■ **ACTIVITY**
Set down all of the data that follows, keeping every character.

■ **DATASET ENTRIES**
==================================================
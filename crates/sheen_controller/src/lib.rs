//! Sheen Style Application Controller
//!
//! Pushes effect values onto the element selected in a visual design tool.
//! The tool itself is reached only through [`HostDesignApi`], which the
//! embedder implements and hands in; [`MemoryHost`] is an in-process
//! implementation for tests and simulation.
//!
//! # Layers
//!
//! - [`StyleController`]: one property write at a time, choosing which of
//!   the element's style rules receives it and skipping values that are
//!   already applied
//! - [`EffectPanel`]: a panel session with per-kind controls, debounced
//!   live applies and the mount-time selection poll
//!
//! # Example
//!
//! ```rust
//! use std::sync::Arc;
//! use sheen_codec::EffectKind;
//! use sheen_controller::{ApplyOutcome, ControllerConfig, MemoryHost, StyleController};
//!
//! # tokio::runtime::Builder::new_current_thread().enable_all().build().unwrap().block_on(async {
//! let host = Arc::new(MemoryHost::new());
//! host.add_selected_element(&["base", "variant"]);
//!
//! let controller = StyleController::new(Arc::clone(&host), ControllerConfig::default());
//! let outcome = controller
//!     .apply(EffectKind::BoxShadow, "0px 4px 8px 0px rgba(0, 0, 0, 0.25)")
//!     .await
//!     .unwrap();
//!
//! assert_eq!(outcome, ApplyOutcome::Applied { rule: "variant".into(), created: false });
//! # });
//! ```

pub mod applied;
pub mod clipboard;
pub mod config;
pub mod controller;
pub mod debounce;
pub mod error;
pub mod host;
pub mod memory;
pub mod panel;
pub mod selection;
pub mod target;

pub use applied::AppliedStyleState;
pub use clipboard::{Clipboard, ClipboardError, FallbackClipboard, MemoryClipboard};
pub use config::{ControllerConfig, PanelConfig, SelectionConfig, SheenConfig};
pub use controller::{ApplyOutcome, StyleController, RESET_VALUE};
pub use debounce::Debouncer;
pub use error::{ControllerError, HostError, Result};
pub use host::{
    normalize_styles, HostDesignApi, HostResult, HostStyles, Notification, NotificationKind,
    PropertyMap,
};
pub use memory::{ElementId, MemoryHost, StyleId};
pub use panel::{EffectPanel, PanelView};
pub use selection::{wait_for_selection, SelectionState};
pub use target::{fallback_rule_name, rule_name_candidate, select_target, TargetRulePolicy};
==================================================
■ **WRITTEN SOLUTION**
filename crates/sheen_controller/src/lib.rs
//! Sheen Style Application Controller
//!
//! Pushes effect values onto the element selected in a visual design tool.
//! The tool itself is reached only through [`HostDesignApi`], which the
//! embedder implements and hands in; [`MemoryHost`] is an in-process
//! implementation for tests and simulation.
//!
//! # Layers
//!
//! - [`StyleController`]: one property write at a time, choosing which of
//!   the element's style rules receives it and skipping values that are
//!   already applied
//! - [`EffectPanel`]: a panel session with per-kind controls, debounced
//!   live applies and the mount-time selection poll
//!
//! # Example
//!
//! ```rust
//! use std::sync::Arc;
//! use sheen_codec::EffectKind;
//! use sheen_controller::{ApplyOutcome, ControllerConfig, MemoryHost, StyleController};
//!
//! # tokio::runtime::Builder::new_current_thread().enable_all().build().unwrap().block_on(async {
//! let host = Arc::new(MemoryHost::new());
//! host.add_selected_element(&["base", "variant"]);
//!
//! let controller = StyleController::new(Arc::clone(&host), ControllerConfig::default());
//! let outcome = controller
//!     .apply(EffectKind::BoxShadow, "0px 4px 8px 0px rgba(0, 0, 0, 0.25)")
//!     .await
//!     .unwrap();
//!
//! assert_eq!(outcome, ApplyOutcome::Applied { rule: "variant".into(), created: false });
//! # });
//! ```

pub mod applied;
pub mod clipboard;
pub mod config;
pub mod controller;
pub mod debounce;
pub mod error;
pub mod host;
pub mod memory;
pub mod panel;
pub mod selection;
pub mod target;

pub use applied::AppliedStyleState;
pub use clipboard::{Clipboard, ClipboardError, FallbackClipboard, MemoryClipboard};
pub use config::{ControllerConfig, PanelConfig, SelectionConfig, SheenConfig};
pub use controller::{ApplyOutcome, StyleController, RESET_VALUE};
pub use debounce::Debouncer;
pub use error::{ControllerError, HostError, Result};
pub use host::{
    normalize_styles, HostDesignApi, HostResult, HostStyles, Notification, NotificationKind,
    PropertyMap,
};
pub use memory::{ElementId, MemoryHost, StyleId};
pub use panel::{EffectPanel, PanelView};
pub use selection::{wait_for_selection, SelectionState};
pub use target::{fallback_rule_name, rule_name_candidate, select_target, TargetRulePolicy};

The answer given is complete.